Codd is a tool that applies plain postgres SQL migrations atomically (when postgres allows it) and enforces schema consistency checks to ensure different environments have the same schema. It also helps by providing meaningful merge conflicts for when e.g. different developers modify the same DB objects, among other interesting features. Please check its GitHub docs for what it can do!

We’ve been using codd at PRODA for some months (though we’ve been using parts of it for far longer in a transition and test period) to apply our migrations, run schema consistency checks and manage our multiple environments’ databases, from dev to staging, production and tests. I’d like to thank my friends at PRODA for their support and feedback all this time: it has been invaluable.

Now I find it’s time to release codd to a broader audience, and thought of this community because it’s written in Haskell.

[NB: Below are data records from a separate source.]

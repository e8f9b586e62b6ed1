//! Core data types for the `ProofMint` ledger engine.

mod address;
mod amount;
mod discovery;
mod proof;
mod session;
mod validator;
mod work;

pub use address::{Address, AddressError, ADDRESS_LEN};
pub use amount::{AmountError, MintAmount, DECIMALS, GENESIS_SUPPLY, MICRO_MINT, ONE_MINT};
pub use discovery::{research_value, Discovery, DiscoveryId};
pub use proof::{ProofId, ProofResult};
pub use session::{MiningSession, SessionId};
pub use validator::{Validator, INITIAL_REPUTATION};
pub use work::{genesis_work_types, Tier, WorkType, WORK_TYPE_COUNT};

use chrono::Utc;

/// Unix timestamp in milliseconds
pub type Timestamp = i64;

/// Get current timestamp in milliseconds
#[must_use]
pub fn now_millis() -> Timestamp {
    Utc::now().timestamp_millis()
}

I hope the documentation on GitHub explains reasonably how codd works and its nuances. I’m open to questions and feedback of all kinds here as well!

7 Likes

Thank you. Yes I’m one of the old grumps who doesn’t get on with Reddit.

You do know Ted Codd didn’t invent SQL, grew to hate it as a corruption of his ideas, and eventually had a big falling-out with IBM?

1 Like

Thank you very much for sharing this, and congratulations on the public release!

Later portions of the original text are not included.